[Twisted-web] Sessions and Authentication for Web2

[Phil Mayers]

glyph at divmod.com wrote:
> 
> 
> On Mon, 28 Nov 2005 18:18:28 -0800, Kevin Turner <kevin at janrain.com> wrote:
>> On Sun, 2005-11-27 at 21:31 +0000, Phil Mayers wrote:
>>> it seems the "credentials" *are* the HTTP
>>> request object (which in fact is true, given how the HTTP spec is worded
>>> I think?).
>>
>> This is what I tried up doing; including the request in the Credentials.
>> This works a bit, but it really isn't compatible with t.web.guard.
>> Mostly because my Checker ends up doing things to the request, but Guard
>> really had plans to do *other* things with that request once
>> Portal.login returned, so it ends up in a bit of a wreck.  Maybe it
>> would work better if I used a livepage channel instead of a dumb
>> request.
> 
> It would be better if some specific interface were published via 
> wrapping the request, so that the authentication code could be clearly 
> recognizable.  I don't think it makes sense to think of the request 

But the data you need to wrap is different for each mechanism, so all 
that does is move the knowledge of 1 protocol (HTTP) out of the checker 
(which I agree is hacky), and put the knowledge of N mechanisms into the 
protocol.

It's possible this is unavoidable with HTTP :o(

> itself as the authentication interface or the credentials, especially as 
> any interesting HTTP-based authentication scheme (even simple 
> challenge/response digest auth) spans multiple requests.

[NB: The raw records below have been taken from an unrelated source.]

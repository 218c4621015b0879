//! Closed ring detection.

use nalgebra::Point3;

/// Minimum number of vertices in a closed ring (a triangle plus the
/// repeated closing vertex).
pub const MIN_RING_POINTS: usize = 4;

/// Check whether a point sequence is a closed ring.
///
/// A ring has at least [`MIN_RING_POINTS`] points and its first and last
/// points are exactly equal in `x` and `y`. The `z` component is ignored.
///
/// # Example
///
/// ```
/// use bezier_smooth::is_ring;
/// use nalgebra::Point3;
///
/// let square = [
///     Point3::new(0.0, 0.0, 0.0),
///     Point3::new(1.0, 0.0, 0.0),
///     Point3::new(1.0, 1.0, 0.0),
///     Point3::new(0.0, 0.0, 0.0),
/// ];
/// assert!(is_ring(&square));
/// assert!(!is_ring(&square[..3]));
/// ```
#[must_use]
#[allow(clippy::float_cmp)]
pub fn is_ring(points: &[Point3<f64>]) -> bool {
    match (points.first(), points.last()) {
        (Some(first), Some(last)) if points.len() >= MIN_RING_POINTS => {
            first.x == last.x && first.y == last.y
        }
        _ => false,
    }
}
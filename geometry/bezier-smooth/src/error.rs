//! Error types for smoothing operations.

use thiserror::Error;

/// Errors that can occur while building splines or smoothing geometries.
#[derive(Debug, Error, Clone, PartialEq)]
pub enum SmoothError {
    /// Insufficient points to define a spline.
    #[error("insufficient points: need at least {required}, got {actual}")]
    InsufficientPoints {
        /// Minimum required points.
        required: usize,
        /// Actual number of points provided.
        actual: usize,
    },

    /// A tuning parameter is outside its valid domain.
    #[error("invalid parameter {name} = {value}: expected {expected}")]
    InvalidParameter {
        /// Name of the parameter.
        name: &'static str,
        /// The rejected value.
        value: f64,
        /// Description of the accepted domain.
        expected: &'static str,
    },

    /// A position has too few components to be a coordinate.
    #[error("invalid position at index {index}: {len} components (need at least 2)")]
    InvalidPosition {
        /// Index of the position within its coordinate sequence.
        index: usize,
        /// Number of components the position carried.
        len: usize,
    },

    /// The geometry variant cannot be smoothed.
    #[error("unsupported geometry: {0}")]
    UnsupportedGeometry(&'static str),
}

impl SmoothError {
    /// Create an insufficient points error.
    #[must_use]
    pub fn insufficient_points(required: usize, actual: usize) -> Self {
        Self::InsufficientPoints { required, actual }
    }

    /// Create an invalid parameter error.
    #[must_use]
    pub fn invalid_parameter(name: &'static str, value: f64, expected: &'static str) -> Self {
        Self::InvalidParameter {
            name,
            value,
            expected,
        }
    }

    /// Check if this is an insufficient points error.
    #[must_use]
    pub fn is_insufficient_points(&self) -> bool {
        matches!(self, Self::InsufficientPoints { .. })
    }

    /// Check if this is an invalid parameter error.
    #[must_use]
    pub fn is_invalid_parameter(&self) -> bool {
        matches!(self, Self::InvalidParameter { .. })
    }

    /// Check if this is an unsupported geometry error.
    #[must_use]
    pub fn is_unsupported_geometry(&self) -> bool {
        matches!(self, Self::UnsupportedGeometry(_))
    }
}

/// Result type for smoothing operations.
pub type Result<T> = std::result::Result<T, SmoothError>;
//! Smoothing dispatch over geometry variants.

use rayon::prelude::*;
use tracing::info;

use crate::{Feature, Geometry, Position, Result, SmoothError, SmoothParams, smooth_line};

/// Smooth the geometry of a feature, keeping its properties.
///
/// # Errors
///
/// See [`smooth_geometry`].
///
/// # Example
///
/// ```
/// use bezier_smooth::{smooth, Feature, Geometry, SmoothParams};
///
/// let line = Feature::new(
///     Geometry::line_string(vec![
///         vec![-76.091308, 18.427501],
///         vec![-76.695556, 18.729501],
///         vec![-76.552734, 19.40443],
///         vec![-74.61914, 19.134789],
///         vec![-73.652343, 20.07657],
///         vec![-73.157958, 20.210656],
///     ]),
///     "stroke: #f00",
/// );
///
/// let curved = smooth(&line, &SmoothParams::new(5000.0, 0.985)).unwrap();
/// let Geometry::LineString { coordinates } = &curved.geometry else {
///     panic!("expected a line string");
/// };
/// assert_eq!(coordinates.len(), 250);
/// assert_eq!(curved.properties, "stroke: #f00");
/// ```
pub fn smooth<P: Clone>(feature: &Feature<P>, params: &SmoothParams) -> Result<Feature<P>> {
    let geometry = smooth_geometry(&feature.geometry, params)?;
    Ok(Feature::new(geometry, feature.properties.clone()))
}

/// Smooth every line or ring of a geometry, keeping its variant.
///
/// Each line or ring gets its own spline built with the same parameters.
/// Output lines and rings are in input order, also when processed in
/// parallel.
///
/// # Errors
///
/// - [`SmoothError::InvalidParameter`] if `params` fails validation.
/// - [`SmoothError::UnsupportedGeometry`] for points, multi points and
///   geometry collections.
/// - Any error from [`smooth_line`] for an individual line or ring.
pub fn smooth_geometry(geometry: &Geometry, params: &SmoothParams) -> Result<Geometry> {
    params.validate()?;

    info!(
        geometry = geometry.type_name(),
        lines = geometry.num_lines(),
        resolution = params.resolution,
        sharpness = params.sharpness,
        "Smoothing geometry"
    );

    match geometry {
        Geometry::LineString { coordinates } => {
            Ok(Geometry::line_string(smooth_line(coordinates, params)?))
        }
        Geometry::MultiLineString { coordinates } => {
            Ok(Geometry::multi_line_string(smooth_lines(coordinates, params)?))
        }
        Geometry::Polygon { coordinates } => {
            Ok(Geometry::polygon(smooth_lines(coordinates, params)?))
        }
        Geometry::MultiPolygon { coordinates } => {
            let polygons = map_members(coordinates, params, |rings| smooth_lines(rings, params))?;
            Ok(Geometry::multi_polygon(polygons))
        }
        Geometry::Point { .. } | Geometry::MultiPoint { .. } | Geometry::GeometryCollection { .. } => {
            Err(SmoothError::UnsupportedGeometry(geometry.type_name()))
        }
    }
}

fn smooth_lines(lines: &[Vec<Position>], params: &SmoothParams) -> Result<Vec<Vec<Position>>> {
    map_members(lines, params, |line| smooth_line(line, params))
}

/// Apply `f` to each member, in parallel above the configured threshold.
///
/// Stops at the first error in sequential mode; in parallel mode any one of
/// the failing members' errors is returned.
fn map_members<T, U, F>(members: &[T], params: &SmoothParams, f: F) -> Result<Vec<U>>
where
    T: Sync,
    U: Send,
    F: Fn(&T) -> Result<U> + Sync + Send,
{
    if params.use_parallel(members.len()) {
        members.par_iter().map(f).collect()
    } else {
        members.iter().map(f).collect()
    }
}
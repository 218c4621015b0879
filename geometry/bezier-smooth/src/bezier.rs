//! Cubic Bézier segments.
//!
//! A [`Spline`](crate::Spline) is a chain of these segments, one between each
//! pair of consecutive input vertices.

use nalgebra::{Point3, Vector3};

#[cfg(feature = "serde")]
use serde::{Deserialize, Serialize};

/// A cubic Bézier curve defined by 4 control points.
///
/// The curve passes through P₀ and P₃, and is tangent to P₀P₁ at the
/// start and P₂P₃ at the end.
///
/// # Equation
///
/// ```text
/// B(t) = (1-t)³P₀ + 3(1-t)²tP₁ + 3(1-t)t²P₂ + t³P₃
/// ```
///
/// # Example
///
/// ```
/// use bezier_smooth::CubicBezier;
/// use nalgebra::Point3;
///
/// let curve = CubicBezier::new(
///     Point3::new(0.0, 0.0, 0.0),
///     Point3::new(1.0, 2.0, 0.0),
///     Point3::new(3.0, 2.0, 0.0),
///     Point3::new(4.0, 0.0, 0.0),
/// );
///
/// // The curve starts and ends at P0 and P3
/// assert_eq!(curve.point_at(0.0), curve.p0);
///
/// let end = curve.point_at(1.0);
/// assert!((end.x - 4.0).abs() < 1e-10);
/// ```
#[derive(Debug, Clone, Copy, PartialEq)]
#[cfg_attr(feature = "serde", derive(Serialize, Deserialize))]
pub struct CubicBezier {
    /// Start point.
    pub p0: Point3<f64>,
    /// First control point (affects start tangent).
    pub p1: Point3<f64>,
    /// Second control point (affects end tangent).
    pub p2: Point3<f64>,
    /// End point.
    pub p3: Point3<f64>,
}

impl CubicBezier {
    /// Create a new cubic Bézier curve.
    #[must_use]
    pub const fn new(p0: Point3<f64>, p1: Point3<f64>, p2: Point3<f64>, p3: Point3<f64>) -> Self {
        Self { p0, p1, p2, p3 }
    }

    /// Evaluate the curve at local parameter `t`, clamped to [0, 1].
    ///
    /// At `t = 0` every weight except the first is zero, so the start point
    /// is reproduced exactly.
    #[must_use]
    pub fn point_at(&self, t: f64) -> Point3<f64> {
        let t = t.clamp(0.0, 1.0);
        let s = 1.0 - t;
        let s2 = s * s;
        let t2 = t * t;

        Point3::from(
            self.p0.coords * (s2 * s)
                + self.p1.coords * (3.0 * s2 * t)
                + self.p2.coords * (3.0 * s * t2)
                + self.p3.coords * (t2 * t),
        )
    }

    /// First derivative with respect to the local parameter.
    #[must_use]
    pub fn derivative_at(&self, t: f64) -> Vector3<f64> {
        let t = t.clamp(0.0, 1.0);
        let s = 1.0 - t;

        // B'(t) = 3(1-t)²(P₁-P₀) + 6(1-t)t(P₂-P₁) + 3t²(P₃-P₂)
        (self.p1 - self.p0) * (3.0 * s * s)
            + (self.p2 - self.p1) * (6.0 * s * t)
            + (self.p3 - self.p2) * (3.0 * t * t)
    }
}

#[cfg(test)]
mod tests {
    use super::*;
    use approx::assert_relative_eq;

    fn arch() -> CubicBezier {
        CubicBezier::new(
            Point3::new(0.0, 0.0, 0.0),
            Point3::new(1.0, 2.0, 0.0),
            Point3::new(3.0, 2.0, 0.0),
            Point3::new(4.0, 0.0, 0.0),
        )
    }

    #[test]
    fn test_cubic_bezier_endpoints() {
        let curve = arch();
        assert_eq!(curve.point_at(0.0), curve.p0);
        assert_relative_eq!(curve.point_at(1.0).coords, curve.p3.coords, epsilon = 1e-10);
    }

    #[test]
    fn test_parameter_is_clamped() {
        let curve = arch();
        assert_eq!(curve.point_at(-1.0), curve.point_at(0.0));
        assert_eq!(curve.point_at(2.0), curve.point_at(1.0));
    }

    #[test]
    fn test_symmetric_midpoint() {
        let mid = arch().point_at(0.5);
        assert_relative_eq!(mid.x, 2.0, epsilon = 1e-10);
        assert_relative_eq!(mid.y, 1.5, epsilon = 1e-10);
    }

    #[test]
    fn test_derivative_points_toward_controls() {
        let curve = arch();
        let start = curve.derivative_at(0.0);
        assert_relative_eq!(start, (curve.p1 - curve.p0) * 3.0, epsilon = 1e-10);

        let end = curve.derivative_at(1.0);
        assert_relative_eq!(end, (curve.p3 - curve.p2) * 3.0, epsilon = 1e-10);
    }
}
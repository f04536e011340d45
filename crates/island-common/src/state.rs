//! Canonical session state and status derivation.

use serde::{Deserialize, Serialize};
use serde_json::Value;

/// Session status shown by the display.
///
/// Derived from the hook event name with a fixed, total table. The table
/// is identical for every source profile; only field extraction differs
/// per agent.
#[derive(Debug, Clone, Copy, PartialEq, Eq, Serialize, Deserialize, Default)]
#[serde(rename_all = "snake_case")]
pub enum SessionStatus {
    /// Agent is working on a response
    Processing,
    /// A tool call is in flight
    RunningTool,
    /// Agent finished, waiting for the user
    WaitingForInput,
    /// Session is over
    Ended,
    /// Context window compacting
    Compacting,
    /// Unrecognized event
    #[default]
    Unknown,
}

impl SessionStatus {
    /// Map a hook event name to a status. Total over any input; event
    /// names outside the known vocabulary map to `Unknown`.
    pub fn from_event(event: &str) -> Self {
        match event {
            "beforeSubmitPrompt" => Self::Processing,
            "preToolUse" => Self::RunningTool,
            "postToolUse" => Self::Processing,
            "stop" | "subagentStop" | "sessionStart" => Self::WaitingForInput,
            "sessionEnd" => Self::Ended,
            "preCompact" => Self::Compacting,
            _ => Self::Unknown,
        }
    }
}

/// Events that carry tool fields worth forwarding.
pub(crate) fn is_tool_event(event: &str) -> bool {
    matches!(event, "preToolUse" | "postToolUse")
}

/// Raw tool identifier to display-name overrides.
///
/// Some agents use internal tool names the display should not surface.
const TOOL_DISPLAY_ALIASES: &[(&str, &str)] = &[("Shell", "Bash")];

/// Display-name override for a raw tool identifier, if one exists.
pub fn tool_display_name(tool: &str) -> Option<&'static str> {
    TOOL_DISPLAY_ALIASES
        .iter()
        .find(|(raw, _)| *raw == tool)
        .map(|(_, display)| *display)
}

/// Normalized session state, the wire record sent to the display.
///
/// `session_id`, `cwd`, `event`, `agent_type` and `status` are always
/// present. The optional fields are omitted from the JSON entirely when
/// unresolved, never serialized as null.
#[derive(Debug, Clone, PartialEq, Serialize, Deserialize)]
pub struct SessionState {
    pub session_id: String,
    pub cwd: String,
    /// Verbatim event name as received, not validated
    pub event: String,
    pub agent_type: String,
    pub status: SessionStatus,
    #[serde(default, skip_serializing_if = "Option::is_none")]
    pub transcript_path: Option<String>,
    #[serde(default, skip_serializing_if = "Option::is_none")]
    pub tool: Option<String>,
    #[serde(default, skip_serializing_if = "Option::is_none")]
    pub tool_input: Option<Value>,
    #[serde(default, skip_serializing_if = "Option::is_none")]
    pub tool_use_id: Option<String>,
    #[serde(default, skip_serializing_if = "Option::is_none")]
    pub tool_display: Option<String>,
}
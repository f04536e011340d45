//! Island Hook Handler — Cursor IDE
//!
//! Invoked by Cursor once per hook event. Reads the event payload from
//! stdin, normalizes it with the Cursor source profile, and sends the
//! result to the status display via Unix socket.
//!
//! Contract with the hook pipeline: always print `{}` to stdout, always
//! exit 0, never write to stderr.

use island_common::{CURSOR, run};
use std::io::Write;
use tracing_subscriber::{EnvFilter, fmt};

/// Logging must never touch stderr, so the subscriber writes to the file
/// named by `ISLAND_HOOK_LOG` when set and to a sink otherwise.
fn init_tracing() {
    let filter = EnvFilter::try_from_env("ISLAND_HOOK_LOG_FILTER")
        .unwrap_or_else(|_| EnvFilter::new("warn"));

    let log_file = std::env::var("ISLAND_HOOK_LOG").ok().and_then(|path| {
        std::fs::OpenOptions::new()
            .create(true)
            .append(true)
            .open(path)
            .ok()
    });

    match log_file {
        Some(file) => fmt()
            .with_env_filter(filter)
            .with_target(false)
            .with_ansi(false)
            .with_writer(std::sync::Mutex::new(file))
            .init(),
        None => fmt()
            .with_env_filter(filter)
            .with_writer(std::io::sink)
            .init(),
    }
}

fn main() {
    // The calling pipeline treats any panic message on stderr, non-empty
    // output, or non-zero exit as a hook failure.
    std::panic::set_hook(Box::new(|_| {}));
    init_tracing();

    let _ = std::panic::catch_unwind(|| run(&CURSOR));

    let mut stdout = std::io::stdout();
    let _ = stdout.write_all(b"{}\n");
    let _ = stdout.flush();
}
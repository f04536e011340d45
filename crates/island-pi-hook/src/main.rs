//! Island Hook Handler — Pi coding agent
//!
//! Invoked by Pi once per hook event. Reads the event payload from stdin,
//! normalizes it with the Pi source profile, and sends the result to the
//! status display via Unix socket.
//!
//! Contract with the hook pipeline: always print `{}` to stdout, always
//! exit 0, never write to stderr.

use island_common::{PI, run};
use std::io::Write;
use tracing_subscriber::{EnvFilter, fmt};

/// Logging must never touch stderr, so the subscriber writes to the file
/// named by `ISLAND_HOOK_LOG` when set and to a sink otherwise.
fn init_tracing() {
    let filter = EnvFilter::try_from_env("ISLAND_HOOK_LOG_FILTER")
        .unwrap_or_else(|_| EnvFilter::new("warn"));

    let log_file = std::env::var("ISLAND_HOOK_LOG").ok().and_then(|path| {
        std::fs::OpenOptions::new()
            .create(true)
            .append(true)
            .open(path)
            .ok()
    });

    match log_file {
        Some(file) => fmt()
            .with_env_filter(filter)
            .with_target(false)
            .with_ansi(false)
            .with_writer(std::sync::Mutex::new(file))
            .init(),
        None => fmt()
            .with_env_filter(filter)
            .with_writer(std::io::sink)
            .init(),
    }
}

fn main() {
    // The calling pipeline treats any panic message on stderr, non-empty
    // output, or non-zero exit as a hook failure.
    std::panic::set_hook(Box::new(|_| {}));
    init_tracing();

    let _ = std::panic::catch_unwind(|| run(&PI));

    let mut stdout = std::io::stdout();
    let _ = stdout.write_all(b"{}\n");
    let _ = stdout.flush();
}
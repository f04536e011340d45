//! Source profiles: per-agent field extraction rules.
//!
//! Every supported agent sends the same lifecycle events with a slightly
//! different field vocabulary. A profile captures those differences as
//! data so one normalizer serves all agents. Status semantics never vary
//! by profile.

use crate::state::{SessionState, SessionStatus, is_tool_event, tool_display_name};
use serde_json::{Map, Value};

/// Identifier substituted when no usable session id can be resolved.
pub const UNKNOWN_SESSION_ID: &str = "unknown";

/// Placeholder some agents emit before a session is persisted.
const EPHEMERAL_SENTINEL: &str = "ephemeral";

/// Field extraction rules for one calling agent.
pub struct SourceProfile {
    /// Literal stamped into `SessionState::agent_type`
    pub agent_type: &'static str,
    /// Session id fields in preference order; empty values are skipped
    pub session_id_fields: &'static [&'static str],
    /// Whether a path-shaped session id embeds the real id in its filename
    pub session_id_from_path: bool,
    /// Scalar cwd fields in preference order, tried before workspace roots
    pub cwd_fields: &'static [&'static str],
    /// List-valued workspace roots field; first element is the cwd fallback
    pub workspace_roots_field: Option<&'static str>,
    /// Transcript path field, if the agent sends one
    pub transcript_path_field: Option<&'static str>,
    /// Extension rewrite applied to the transcript path (from, to)
    pub transcript_extension_rewrite: Option<(&'static str, &'static str)>,
}

/// Cursor IDE: conversation-scoped ids, workspace roots, and `.txt`
/// transcripts with a machine-readable `.jsonl` sibling.
pub const CURSOR: SourceProfile = SourceProfile {
    agent_type: "cursor",
    session_id_fields: &["conversation_id", "session_id"],
    session_id_from_path: false,
    cwd_fields: &[],
    workspace_roots_field: Some("workspace_roots"),
    transcript_path_field: Some("transcript_path"),
    transcript_extension_rewrite: Some((".txt", ".jsonl")),
};

/// Pi coding agent: `session_id` is the full path of the JSONL session
/// file; the stable id is the uuid embedded in the filename.
pub const PI: SourceProfile = SourceProfile {
    agent_type: "pi",
    session_id_fields: &["session_id"],
    session_id_from_path: true,
    cwd_fields: &["cwd"],
    workspace_roots_field: Some("workspace_roots"),
    transcript_path_field: None,
    transcript_extension_rewrite: None,
};

impl SourceProfile {
    /// Normalize an extracted payload into a canonical session state.
    ///
    /// Never fails: every missing or malformed field degrades to a
    /// documented default.
    pub fn normalize(&self, raw: &Map<String, Value>) -> SessionState {
        let event = str_field(raw, "hook_event_name")
            .unwrap_or_default()
            .to_string();

        let raw_session_id = self
            .session_id_fields
            .iter()
            .find_map(|field| str_field(raw, field).filter(|v| !v.is_empty()))
            .unwrap_or_default();

        let (mut session_id, mut transcript_path) =
            if self.session_id_from_path && raw_session_id.contains('/') {
                let (id, path) = split_path_session_id(raw_session_id);
                (id, Some(path))
            } else {
                (raw_session_id.to_string(), None)
            };

        if session_id.is_empty() || session_id == EPHEMERAL_SENTINEL {
            session_id = UNKNOWN_SESSION_ID.to_string();
        }

        if transcript_path.is_none() {
            transcript_path = self.resolve_transcript_path(raw);
        }

        let status = SessionStatus::from_event(&event);

        let mut state = SessionState {
            session_id,
            cwd: self.resolve_cwd(raw),
            event,
            agent_type: self.agent_type.to_string(),
            status,
            transcript_path,
            tool: None,
            tool_input: None,
            tool_use_id: None,
            tool_display: None,
        };

        if is_tool_event(&state.event) {
            let tool = str_field(raw, "tool_name").map(str::to_string);
            state.tool_display = tool
                .as_deref()
                .and_then(tool_display_name)
                .map(str::to_string);
            state.tool = tool;
            state.tool_input = Some(resolve_tool_input(raw));
            state.tool_use_id = str_field(raw, "tool_use_id")
                .filter(|id| !id.is_empty())
                .map(str::to_string);
        }

        state
    }

    fn resolve_cwd(&self, raw: &Map<String, Value>) -> String {
        for field in self.cwd_fields {
            if let Some(cwd) = str_field(raw, field)
                && !cwd.is_empty()
            {
                return cwd.to_string();
            }
        }

        if let Some(field) = self.workspace_roots_field
            && let Some(roots) = raw.get(field).and_then(Value::as_array)
            && let Some(first) = roots.first().and_then(Value::as_str)
        {
            return first.to_string();
        }

        String::new()
    }

    fn resolve_transcript_path(&self, raw: &Map<String, Value>) -> Option<String> {
        let path = str_field(raw, self.transcript_path_field?)?;
        if path.is_empty() {
            return None;
        }

        if let Some((from, to)) = self.transcript_extension_rewrite
            && let Some(stem) = path.strip_suffix(from)
        {
            return Some(format!("{stem}{to}"));
        }

        Some(path.to_string())
    }
}

/// Split a path-shaped session id into (identifier, transcript path).
///
/// Filenames look like `<timestamp>_<uuid>.jsonl`; the uuid is the stable
/// identifier. A basename without the `_` separator is used whole.
fn split_path_session_id(raw: &str) -> (String, String) {
    let basename = raw.rsplit('/').next().unwrap_or(raw);
    let stem = basename.strip_suffix(".jsonl").unwrap_or(basename);
    let id = match stem.split_once('_') {
        Some((_, id)) => id,
        None => stem,
    };
    (id.to_string(), raw.to_string())
}

/// Tool input may arrive JSON-encoded as a string; reparse it, degrading
/// to an empty object on an empty string or a parse failure. Anything
/// else passes through as-is.
fn resolve_tool_input(raw: &Map<String, Value>) -> Value {
    match raw.get("tool_input") {
        Some(Value::String(encoded)) => {
            if encoded.is_empty() {
                Value::Object(Map::new())
            } else {
                serde_json::from_str(encoded).unwrap_or_else(|_| Value::Object(Map::new()))
            }
        }
        Some(value) => value.clone(),
        None => Value::Object(Map::new()),
    }
}

fn str_field<'a>(raw: &'a Map<String, Value>, field: &str) -> Option<&'a str> {
    raw.get(field).and_then(Value::as_str)
}
pub mod names;
pub mod score;
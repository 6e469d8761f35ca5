use crate::game::config::Variant;
use crate::leaderboard::client::FallbackEndpoint;
use std::env;
use std::path::PathBuf;
use std::time::Duration;

pub const DEFAULT_PORT: u16 = 3000;
pub const DEFAULT_DATABASE_URL: &str = "sqlite://data/leaderboard.db";
pub const DEFAULT_RATE_LIMIT: u32 = 30;
pub const DEFAULT_RATE_WINDOW_MS: u64 = 60_000;
pub const DEFAULT_PROFILE_TTL_SECS: u64 = 30 * 60;

#[derive(Debug, Clone)]
pub struct ServerConfig {
    pub port: u16,
    /// `None` leaves score recording unconfigured.
    pub database_url: Option<String>,
    /// `None` allows any origin.
    pub allowed_origins: Option<Vec<String>>,
    pub public_dir: PathBuf,
    pub rate_limit: u32,
    pub rate_window: Duration,
    /// How long a disconnected profile's saves and preferences are kept.
    pub profile_ttl: Duration,
    pub variant: Variant,
    pub fallback: Option<FallbackEndpoint>,
}

impl Default for ServerConfig {
    fn default() -> Self {
        Self {
            port: DEFAULT_PORT,
            database_url: Some(DEFAULT_DATABASE_URL.to_string()),
            allowed_origins: None,
            public_dir: PathBuf::from("public"),
            rate_limit: DEFAULT_RATE_LIMIT,
            rate_window: Duration::from_millis(DEFAULT_RATE_WINDOW_MS),
            profile_ttl: Duration::from_secs(DEFAULT_PROFILE_TTL_SECS),
            variant: Variant::default(),
            fallback: None,
        }
    }
}

impl ServerConfig {
    pub fn from_env() -> Self {
        Self::from_lookup(|key| env::var(key).ok())
    }

    pub fn from_lookup(lookup: impl Fn(&str) -> Option<String>) -> Self {
        let defaults = Self::default();
        let trimmed = |key: &str| lookup(key).map(|value| value.trim().to_string());

        let port = trimmed("PORT")
            .and_then(|value| value.parse().ok())
            .unwrap_or(defaults.port);
        let database_url = match trimmed("DATABASE_URL") {
            Some(value) if value.is_empty() => None,
            Some(value) => Some(value),
            None => defaults.database_url,
        };
        let allowed_origins = trimmed("ALLOWED_ORIGINS")
            .map(|value| {
                value
                    .split(',')
                    .map(|origin| origin.trim().to_string())
                    .filter(|origin| !origin.is_empty())
                    .collect::<Vec<_>>()
            })
            .filter(|origins| !origins.is_empty());
        let public_dir = trimmed("PUBLIC_DIR")
            .filter(|value| !value.is_empty())
            .map(PathBuf::from)
            .unwrap_or(defaults.public_dir);
        let rate_limit = trimmed("RATE_LIMIT")
            .and_then(|value| value.parse().ok())
            .filter(|limit| *limit > 0)
            .unwrap_or(defaults.rate_limit);
        let rate_window = trimmed("RATE_WINDOW_MS")
            .and_then(|value| value.parse::<u64>().ok())
            .filter(|ms| *ms > 0)
            .map(Duration::from_millis)
            .unwrap_or(defaults.rate_window);
        let profile_ttl = trimmed("PROFILE_TTL_SECS")
            .and_then(|value| value.parse::<u64>().ok())
            .filter(|secs| *secs > 0)
            .map(Duration::from_secs)
            .unwrap_or(defaults.profile_ttl);
        let variant = match trimmed("GAME_VARIANT") {
            Some(value) => value.parse().unwrap_or_else(|_| {
                tracing::warn!(%value, "unknown GAME_VARIANT, using default");
                defaults.variant
            }),
            None => defaults.variant,
        };
        let fallback = trimmed("SCORE_FALLBACK_URL")
            .filter(|value| !value.is_empty())
            .map(|url| FallbackEndpoint {
                url,
                api_key: trimmed("SCORE_FALLBACK_API_KEY").filter(|value| !value.is_empty()),
            });

        Self {
            port,
            database_url,
            allowed_origins,
            public_dir,
            rate_limit,
            rate_window,
            profile_ttl,
            variant,
            fallback,
        }
    }
}

#[cfg(test)]
mod tests {
    use super::*;
    use std::collections::HashMap;

    fn config_from(pairs: &[(&str, &str)]) -> ServerConfig {
        let vars: HashMap<String, String> = pairs
            .iter()
            .map(|(key, value)| (key.to_string(), value.to_string()))
            .collect();
        ServerConfig::from_lookup(|key| vars.get(key).cloned())
    }

    #[test]
    fn defaults_apply_without_environment() {
        let config = config_from(&[]);
        assert_eq!(config.port, 3000);
        assert_eq!(config.database_url.as_deref(), Some(DEFAULT_DATABASE_URL));
        assert!(config.allowed_origins.is_none());
        assert_eq!(config.rate_limit, 30);
        assert_eq!(config.rate_window, Duration::from_secs(60));
        assert_eq!(config.profile_ttl, Duration::from_secs(1800));
        assert_eq!(config.variant, Variant::Neon);
        assert!(config.fallback.is_none());
    }

    #[test]
    fn environment_overrides_defaults() {
        let config = config_from(&[
            ("PORT", "8080"),
            ("ALLOWED_ORIGINS", "https://a.example, https://b.example ,"),
            ("RATE_LIMIT", "5"),
            ("RATE_WINDOW_MS", "1000"),
            ("PROFILE_TTL_SECS", "90"),
            ("GAME_VARIANT", "rainbow"),
            ("SCORE_FALLBACK_URL", "https://backup.example/rpc"),
            ("SCORE_FALLBACK_API_KEY", "key"),
        ]);
        assert_eq!(config.port, 8080);
        assert_eq!(
            config.allowed_origins,
            Some(vec!["https://a.example".to_string(), "https://b.example".to_string()])
        );
        assert_eq!(config.rate_limit, 5);
        assert_eq!(config.rate_window, Duration::from_secs(1));
        assert_eq!(config.profile_ttl, Duration::from_secs(90));
        assert_eq!(config.variant, Variant::Rainbow);
        let fallback = config.fallback.expect("fallback configured");
        assert_eq!(fallback.url, "https://backup.example/rpc");
        assert_eq!(fallback.api_key.as_deref(), Some("key"));
    }

    #[test]
    fn empty_database_url_disables_storage() {
        assert!(config_from(&[("DATABASE_URL", "")]).database_url.is_none());
    }

    #[test]
    fn garbage_values_fall_back() {
        let config = config_from(&[("PORT", "nope"), ("RATE_LIMIT", "0"), ("GAME_VARIANT", "???")]);
        assert_eq!(config.port, 3000);
        assert_eq!(config.rate_limit, 30);
        assert_eq!(config.variant, Variant::Neon);
    }
}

You're probably right. But there are non-obvious (to me at least) 
difficulties, in particular with keeping the HTTP protocol clear of 
knowledge about the specifics of the auth mechanisms, permitting >1 
WWW-Authenticate challenge header, and keeping the HTTP server free of 
state to route challenge responses back to the appropriate deferreds 
(memory exhaustion attack waiting to happen). And also permitting the 
obligatory HTML-form-based fallback.

I'm having difficulty seeing what it would look like, especially the bit 
of allowing a single portal and list of checkers to support the 
multi-mechanism bit.

You need something pam-like or similar to traverse the checker list with 
"empty" creds, allow all checkers to challenge for their mechanism, then 
pass the challenge-response back to just the single mechanism that's chosen.

At the moment, the best I can come up with is:

class Request(http.Request):
   def process(self):
     variousCreds = []

     if self.isSecure():
       # Can't "challenge" at this stage, he doesn't need to know
       # about us
       variousCreds.append(SSLClientCert(self.sslFoo))

     authz = self.getHeader('Authorization')
     if authz:
       mech, rest = authz.split(' ', 1)
       mech = mech.lower()
       mechCreds = httpMechWrapperFactory(mech, rest, self)
       variousCreds.append(mechCreds)

     # other stuff goes here e.g. URL arguments, pubcookie cookies, etc.

     self.portal.login(variousCreds)

class MultiPortal(Portal):
   def login(self, credlist):
     for c in self.checkers:
       # All or a subset...
       if c.canHandle(credlist):
         return c.login(credlist)
     for c in self.checkers:
       c.maybeChallenge(credlist)

...which starts to look very different from cred as-is

Perhaps this comes from a misunderstanding in the goals? Am I right to 
assume we want to support both the HTTP-standard mechs and also 
HTML-form-based ones? Am I right in assuming >1 mechanism challenge is a 
wanted?

The counter question is, if not, can I assume whatever replaces guard 
will be swappable-out without breaking sessions and/or livepage?